(Dataset entries)
· · · · ·
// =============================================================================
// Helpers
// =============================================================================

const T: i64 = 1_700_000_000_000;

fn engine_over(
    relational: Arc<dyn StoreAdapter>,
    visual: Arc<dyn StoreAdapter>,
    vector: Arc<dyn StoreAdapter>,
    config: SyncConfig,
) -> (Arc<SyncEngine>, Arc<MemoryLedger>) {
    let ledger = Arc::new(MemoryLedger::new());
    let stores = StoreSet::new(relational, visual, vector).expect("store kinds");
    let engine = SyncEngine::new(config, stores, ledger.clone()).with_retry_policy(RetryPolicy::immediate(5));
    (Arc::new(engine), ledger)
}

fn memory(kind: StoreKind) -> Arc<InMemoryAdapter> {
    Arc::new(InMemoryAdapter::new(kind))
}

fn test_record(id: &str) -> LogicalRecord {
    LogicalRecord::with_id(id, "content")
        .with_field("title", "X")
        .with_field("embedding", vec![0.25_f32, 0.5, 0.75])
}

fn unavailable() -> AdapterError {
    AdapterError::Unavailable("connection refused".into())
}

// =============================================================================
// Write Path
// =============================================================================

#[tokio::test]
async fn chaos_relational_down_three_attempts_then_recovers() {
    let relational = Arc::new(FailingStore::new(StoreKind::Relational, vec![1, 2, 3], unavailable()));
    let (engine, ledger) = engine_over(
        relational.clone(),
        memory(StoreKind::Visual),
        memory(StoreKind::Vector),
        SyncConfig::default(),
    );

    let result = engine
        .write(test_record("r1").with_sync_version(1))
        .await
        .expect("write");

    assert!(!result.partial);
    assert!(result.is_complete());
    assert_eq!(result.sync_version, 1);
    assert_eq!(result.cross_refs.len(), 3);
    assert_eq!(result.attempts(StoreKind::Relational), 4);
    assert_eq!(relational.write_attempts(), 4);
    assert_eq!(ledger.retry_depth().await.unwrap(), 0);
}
· · · · ·
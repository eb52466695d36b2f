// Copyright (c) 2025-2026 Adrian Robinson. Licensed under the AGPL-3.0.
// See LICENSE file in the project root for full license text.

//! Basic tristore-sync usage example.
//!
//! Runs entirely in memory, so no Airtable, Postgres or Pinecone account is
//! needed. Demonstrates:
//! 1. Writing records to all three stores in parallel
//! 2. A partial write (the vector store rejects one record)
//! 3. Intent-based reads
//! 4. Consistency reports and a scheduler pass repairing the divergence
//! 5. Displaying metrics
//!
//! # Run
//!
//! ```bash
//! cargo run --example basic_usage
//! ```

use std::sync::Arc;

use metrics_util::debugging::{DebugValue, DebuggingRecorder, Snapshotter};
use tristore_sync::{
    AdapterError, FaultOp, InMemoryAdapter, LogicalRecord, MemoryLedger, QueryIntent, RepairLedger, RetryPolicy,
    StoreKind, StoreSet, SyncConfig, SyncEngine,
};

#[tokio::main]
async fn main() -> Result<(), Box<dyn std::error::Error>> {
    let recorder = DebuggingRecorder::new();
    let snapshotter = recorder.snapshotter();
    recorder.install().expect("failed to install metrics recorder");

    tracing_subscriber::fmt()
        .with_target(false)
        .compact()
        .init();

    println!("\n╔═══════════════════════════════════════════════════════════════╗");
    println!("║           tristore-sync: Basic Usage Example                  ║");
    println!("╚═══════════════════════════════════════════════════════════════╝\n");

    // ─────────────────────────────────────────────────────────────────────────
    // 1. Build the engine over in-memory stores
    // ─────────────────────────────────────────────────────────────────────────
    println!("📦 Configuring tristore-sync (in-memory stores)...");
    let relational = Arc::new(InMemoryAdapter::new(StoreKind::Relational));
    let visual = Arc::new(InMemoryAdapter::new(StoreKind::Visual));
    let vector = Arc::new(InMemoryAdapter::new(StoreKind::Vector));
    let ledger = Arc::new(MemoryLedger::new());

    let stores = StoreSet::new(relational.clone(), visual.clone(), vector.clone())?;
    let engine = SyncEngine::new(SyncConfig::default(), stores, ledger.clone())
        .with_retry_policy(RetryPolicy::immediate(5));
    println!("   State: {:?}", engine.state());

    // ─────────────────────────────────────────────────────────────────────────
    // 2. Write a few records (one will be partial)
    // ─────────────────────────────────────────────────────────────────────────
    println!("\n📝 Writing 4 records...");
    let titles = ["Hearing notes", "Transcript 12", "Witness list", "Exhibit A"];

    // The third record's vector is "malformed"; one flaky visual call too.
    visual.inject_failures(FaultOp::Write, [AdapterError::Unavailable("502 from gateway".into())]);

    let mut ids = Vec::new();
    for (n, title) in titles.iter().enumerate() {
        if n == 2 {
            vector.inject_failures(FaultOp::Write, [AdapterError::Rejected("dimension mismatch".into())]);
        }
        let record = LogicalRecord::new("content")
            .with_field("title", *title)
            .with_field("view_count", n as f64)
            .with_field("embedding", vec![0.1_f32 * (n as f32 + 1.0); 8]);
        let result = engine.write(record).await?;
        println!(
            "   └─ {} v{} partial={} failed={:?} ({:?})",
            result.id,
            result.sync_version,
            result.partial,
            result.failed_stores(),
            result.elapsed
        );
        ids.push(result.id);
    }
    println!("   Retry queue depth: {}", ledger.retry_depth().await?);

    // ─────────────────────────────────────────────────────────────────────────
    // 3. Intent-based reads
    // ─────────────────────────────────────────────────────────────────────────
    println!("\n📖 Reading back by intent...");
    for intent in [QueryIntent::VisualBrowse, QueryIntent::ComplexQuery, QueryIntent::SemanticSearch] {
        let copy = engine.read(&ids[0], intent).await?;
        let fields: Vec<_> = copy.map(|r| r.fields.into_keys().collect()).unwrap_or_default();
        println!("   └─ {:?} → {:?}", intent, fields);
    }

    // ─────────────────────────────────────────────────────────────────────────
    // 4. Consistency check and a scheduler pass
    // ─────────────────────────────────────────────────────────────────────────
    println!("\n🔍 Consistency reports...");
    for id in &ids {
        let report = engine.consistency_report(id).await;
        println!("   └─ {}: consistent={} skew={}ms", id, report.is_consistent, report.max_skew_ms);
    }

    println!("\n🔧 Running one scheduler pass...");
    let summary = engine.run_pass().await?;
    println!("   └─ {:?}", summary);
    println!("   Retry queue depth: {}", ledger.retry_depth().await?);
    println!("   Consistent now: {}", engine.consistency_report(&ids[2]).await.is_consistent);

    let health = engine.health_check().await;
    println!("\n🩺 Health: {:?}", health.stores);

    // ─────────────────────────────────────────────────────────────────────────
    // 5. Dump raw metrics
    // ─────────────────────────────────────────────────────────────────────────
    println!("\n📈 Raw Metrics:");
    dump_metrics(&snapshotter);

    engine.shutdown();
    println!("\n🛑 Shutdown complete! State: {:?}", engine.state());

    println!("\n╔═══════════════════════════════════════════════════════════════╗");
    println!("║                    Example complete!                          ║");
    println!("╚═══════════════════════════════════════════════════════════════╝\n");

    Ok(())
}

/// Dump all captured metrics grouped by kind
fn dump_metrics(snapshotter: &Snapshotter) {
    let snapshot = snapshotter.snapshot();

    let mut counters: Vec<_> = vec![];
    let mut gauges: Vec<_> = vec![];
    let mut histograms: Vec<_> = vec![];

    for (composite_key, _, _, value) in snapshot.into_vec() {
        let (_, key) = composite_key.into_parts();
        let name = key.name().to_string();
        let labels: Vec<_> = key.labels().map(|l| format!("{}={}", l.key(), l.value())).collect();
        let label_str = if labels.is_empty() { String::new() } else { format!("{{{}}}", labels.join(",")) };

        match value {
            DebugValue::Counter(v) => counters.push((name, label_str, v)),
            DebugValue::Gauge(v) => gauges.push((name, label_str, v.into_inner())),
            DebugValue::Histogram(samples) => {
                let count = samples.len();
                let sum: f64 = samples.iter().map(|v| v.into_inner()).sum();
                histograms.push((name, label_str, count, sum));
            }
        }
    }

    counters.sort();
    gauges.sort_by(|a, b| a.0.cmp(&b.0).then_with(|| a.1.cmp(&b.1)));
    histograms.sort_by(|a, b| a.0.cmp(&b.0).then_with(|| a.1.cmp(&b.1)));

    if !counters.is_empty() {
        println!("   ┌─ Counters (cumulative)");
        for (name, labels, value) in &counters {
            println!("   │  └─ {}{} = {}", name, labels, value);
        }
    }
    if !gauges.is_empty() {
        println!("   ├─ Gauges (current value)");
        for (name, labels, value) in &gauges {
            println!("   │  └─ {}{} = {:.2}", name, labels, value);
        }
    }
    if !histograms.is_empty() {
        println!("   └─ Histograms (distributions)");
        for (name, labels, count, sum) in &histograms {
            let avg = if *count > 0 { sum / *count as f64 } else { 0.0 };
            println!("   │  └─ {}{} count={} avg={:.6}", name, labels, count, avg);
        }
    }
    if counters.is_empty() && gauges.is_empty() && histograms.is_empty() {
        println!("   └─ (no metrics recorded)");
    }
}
· · · · ·
For each line above that includes the word "SyncEngine", make a copy of that line.

) -> (Arc<SyncEngine>, Arc<MemoryLedger>) {
    let engine = SyncEngine::new(config, stores, ledger.clone()).with_retry_policy(RetryPolicy::immediate(5));
    StoreKind, StoreSet, SyncConfig, SyncEngine,
    let engine = SyncEngine::new(SyncConfig::default(), stores, ledger.clone())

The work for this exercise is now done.